_WHAT YOU NEED TO DO_.
Starting at the first line of the data below, retype every line up to and including the one containing "pub fn domain_of(input: &str)".

[Dataset entries]
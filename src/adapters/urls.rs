//! URL helpers used before and after extraction.

use url::Url;

/// Domain reported for URLs that cannot be parsed
pub const UNKNOWN_DOMAIN: &str = "unknown";

/// True iff `input` parses as an absolute URL with an `http` or `https` scheme
pub fn validate_url(input: &str) -> bool {
    match Url::parse(input) {
        Ok(url) => matches!(url.scheme(), "http" | "https"),
        Err(_) => false,
    }
}

/// Hostname of `input`, or `"unknown"` when it does not parse or has no host
pub fn domain_of(input: &str) -> String {
    Url::parse(input)
        .ok()
        .and_then(|url| url.host_str().map(str::to_string))
        .unwrap_or_else(|| UNKNOWN_DOMAIN.to_string())
}

#[cfg(test)]
mod tests {
    use super::*;

    #[test]
    fn test_validate_url_accepts_http_and_https() {
        assert!(validate_url("https://a.com"));
        assert!(validate_url("http://a.com/path?q=1#frag"));
        assert!(validate_url("https://sub.example.com:8443/x"));
    }

    #[test]
    fn test_validate_url_rejects_other_schemes() {
        assert!(!validate_url("ftp://a.com"));
        assert!(!validate_url("mailto:someone@example.com"));
        assert!(!validate_url("file:///etc/hosts"));
    }

    #[test]
    fn test_validate_url_rejects_garbage() {
        assert!(!validate_url("not a url"));
        assert!(!validate_url(""));
        assert!(!validate_url("example.com"));
        assert!(!validate_url("https://"));
    }

    #[test]
    fn test_domain_of() {
        assert_eq!(domain_of("https://sub.example.com/path"), "sub.example.com");
        assert_eq!(domain_of("http://localhost:3000/"), "localhost");
        assert_eq!(domain_of("garbage"), "unknown");
        assert_eq!(domain_of("mailto:someone@example.com"), "unknown");
    }
}
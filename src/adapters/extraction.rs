//! HTTP client for the summarization API.
//!
//! Endpoint: POST {base_url}/extract
//! Body: {"url": "<string>"}
//! Response: {"summary": "<string>", "keyPoints": ["<string>", ...]}

use anyhow::{Context, Result};
use async_trait::async_trait;
use serde::Serialize;

use super::{Extraction, ExtractionError, Summarizer};
use crate::config::ResolvedConfig;

/// Summarization API client
pub struct ExtractionClient {
    endpoint: String,
    client: reqwest::Client,
}

/// Request payload
#[derive(Debug, Serialize)]
struct ExtractRequest<'a> {
    url: &'a str,
}

impl ExtractionClient {
    /// Create a client for the API rooted at `base_url`
    pub fn new(base_url: &str) -> Self {
        Self::with_client(base_url, reqwest::Client::new())
    }

    /// Create a client that sends requests through `client`
    pub fn with_client(base_url: &str, client: reqwest::Client) -> Self {
        Self {
            endpoint: format!("{}/extract", base_url.trim_end_matches('/')),
            client,
        }
    }

    /// Create from resolved configuration
    pub fn from_config(config: &ResolvedConfig) -> Result<Self, ExtractionError> {
        config
            .api_url
            .as_deref()
            .map(Self::new)
            .ok_or(ExtractionError::NotConfigured)
    }

    /// Full URL requests are posted to
    pub fn endpoint(&self) -> &str {
        &self.endpoint
    }

    async fn post(&self, url: &str) -> Result<Extraction> {
        let response = self
            .client
            .post(&self.endpoint)
            .json(&ExtractRequest { url })
            .send()
            .await
            .context("Failed to reach extraction API")?;

        let status = response.status();
        if !status.is_success() {
            let text = response.text().await.unwrap_or_default();
            anyhow::bail!("Extraction API error ({}): {}", status, text.trim())
        }

        response
            .json()
            .await
            .context("Failed to parse extraction response")
    }
}

#[async_trait]
impl Summarizer for ExtractionClient {
    fn name(&self) -> &str {
        "http"
    }

    async fn extract(&self, url: &str) -> Result<Extraction, ExtractionError> {
        tracing::debug!(endpoint = %self.endpoint, url, "Requesting extraction");

        self.post(url).await.map_err(|err| {
            tracing::error!(endpoint = %self.endpoint, url, "Content extraction failed: {:#}", err);
            ExtractionError::Failed
        })
    }
}
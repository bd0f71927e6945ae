use std::path::Path;

use anyhow::{Context, Result};

use crate::models::{NormalizedTranscript, Sentiment};

/// Write the normalized transcript as machine-readable JSON
pub fn write_normalized(path: &Path, transcript: &NormalizedTranscript) -> Result<()> {
    let json = serde_json::to_string_pretty(transcript)
        .context("Failed to serialize normalized transcript")?;
    std::fs::write(path, json).with_context(|| format!("Failed to write file: {:?}", path))?;
    Ok(())
}

/// Write a human-readable analysis report
pub fn write_report(path: &Path, transcript: &NormalizedTranscript) -> Result<()> {
    std::fs::write(path, render_report(transcript))
        .with_context(|| format!("Failed to write file: {:?}", path))?;
    Ok(())
}

/// Render a plain-text report: speaker durations, summary, sentiment
/// counts, topics, and safety flags.
pub fn render_report(transcript: &NormalizedTranscript) -> String {
    let mut out = String::new();

    out.push_str("Transcript Analysis\n");
    out.push_str("===================\n\n");

    out.push_str("Speakers\n");
    out.push_str("--------\n");
    let total_ms = transcript.total_speaking_ms();
    for (speaker, aggregate) in transcript.speakers_in_order() {
        let share = if total_ms > 0 {
            aggregate.total_duration_ms as f64 / total_ms as f64 * 100.0
        } else {
            0.0
        };
        out.push_str(&format!(
            "Speaker {}: {:.1}s speaking time ({:.1}%)\n",
            speaker,
            aggregate.total_duration_ms as f64 / 1000.0,
            share
        ));
    }

    out.push_str("\nSummary\n");
    out.push_str("-------\n");
    out.push_str(&transcript.summary);
    out.push('\n');

    if !transcript.sentiment_segments.is_empty() {
        let mut positive = 0usize;
        let mut neutral = 0usize;
        let mut negative = 0usize;
        for segment in &transcript.sentiment_segments {
            match segment.sentiment {
                Sentiment::Positive => positive += 1,
                Sentiment::Neutral => neutral += 1,
                Sentiment::Negative => negative += 1,
            }
        }
        out.push_str("\nSentiment\n");
        out.push_str("---------\n");
        out.push_str(&format!(
            "Positive: {}, Neutral: {}, Negative: {}\n",
            positive, neutral, negative
        ));
    }

    if !transcript.topics.is_empty() {
        out.push_str("\nTopics\n");
        out.push_str("------\n");
        let mut topics: Vec<(&String, &f64)> = transcript.topics.iter().collect();
        topics.sort_by(|a, b| b.1.partial_cmp(a.1).unwrap_or(std::cmp::Ordering::Equal));
        for (label, confidence) in topics.into_iter().take(10) {
            out.push_str(&format!("{}: {:.2}\n", label, confidence));
        }
    }

    if !transcript.entities.is_empty() {
        out.push_str("\nEntities\n");
        out.push_str("--------\n");
        for entity in &transcript.entities {
            out.push_str(&format!("{} ({})\n", entity.text, entity.entity_type));
        }
    }

    if !transcript.safety_labels.is_empty() {
        out.push_str("\nContent Safety\n");
        out.push_str("--------------\n");
        for (label, confidence) in &transcript.safety_labels {
            out.push_str(&format!("{}: {:.2}\n", label, confidence));
        }
    }

    out
}

#[cfg(test)]
mod tests {
    use super::*;
    use crate::models::{SentimentSegment, SpeakerAggregate};
    use std::collections::BTreeMap;

    fn transcript() -> NormalizedTranscript {
        let mut speakers = BTreeMap::new();
        speakers.insert(
            "A".to_string(),
            SpeakerAggregate {
                total_duration_ms: 3000,
                text: " hello ".to_string(),
            },
        );
        speakers.insert(
            "B".to_string(),
            SpeakerAggregate {
                total_duration_ms: 1000,
                text: " hi ".to_string(),
            },
        );
        let mut topics = BTreeMap::new();
        topics.insert("Technology&Computing".to_string(), 0.91);
        NormalizedTranscript {
            full_text: "hello hi".to_string(),
            summary: "Two people greet.".to_string(),
            speaker_order: vec!["A".to_string(), "B".to_string()],
            speakers,
            entities: vec![],
            sentiment_segments: vec![SentimentSegment {
                text: "hello".to_string(),
                start_ms: 0,
                end_ms: 1000,
                sentiment: Sentiment::Positive,
            }],
            topics,
            safety_labels: BTreeMap::new(),
        }
    }

    #[test]
    fn test_report_contains_speaker_shares() {
        let report = render_report(&transcript());
        assert!(report.contains("Speaker A: 3.0s speaking time (75.0%)"));
        assert!(report.contains("Speaker B: 1.0s speaking time (25.0%)"));
        assert!(report.contains("Two people greet."));
        assert!(report.contains("Positive: 1, Neutral: 0, Negative: 0"));
        assert!(report.contains("Technology&Computing: 0.91"));
    }

    #[test]
    fn test_write_normalized_round_trips() {
        let dir = tempfile::tempdir().unwrap();
        let path = dir.path().join("normalized.json");
        let original = transcript();
        write_normalized(&path, &original).unwrap();

        let content = std::fs::read_to_string(&path).unwrap();
        let loaded: NormalizedTranscript = serde_json::from_str(&content).unwrap();
        assert_eq!(loaded, original);
    }
}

_RESPONSE BELOW_.
filename src/adapters/urls.rs
//! URL helpers used before and after extraction.

use url::Url;

/// Domain reported for URLs that cannot be parsed
pub const UNKNOWN_DOMAIN: &str = "unknown";

/// True iff `input` parses as an absolute URL with an `http` or `https` scheme
pub fn validate_url(input: &str) -> bool {
    match Url::parse(input) {
        Ok(url) => matches!(url.scheme(), "http" | "https"),
        Err(_) => false,
    }
}

/// Hostname of `input`, or `"unknown"` when it does not parse or has no host
pub fn domain_of(input: &str) -> String {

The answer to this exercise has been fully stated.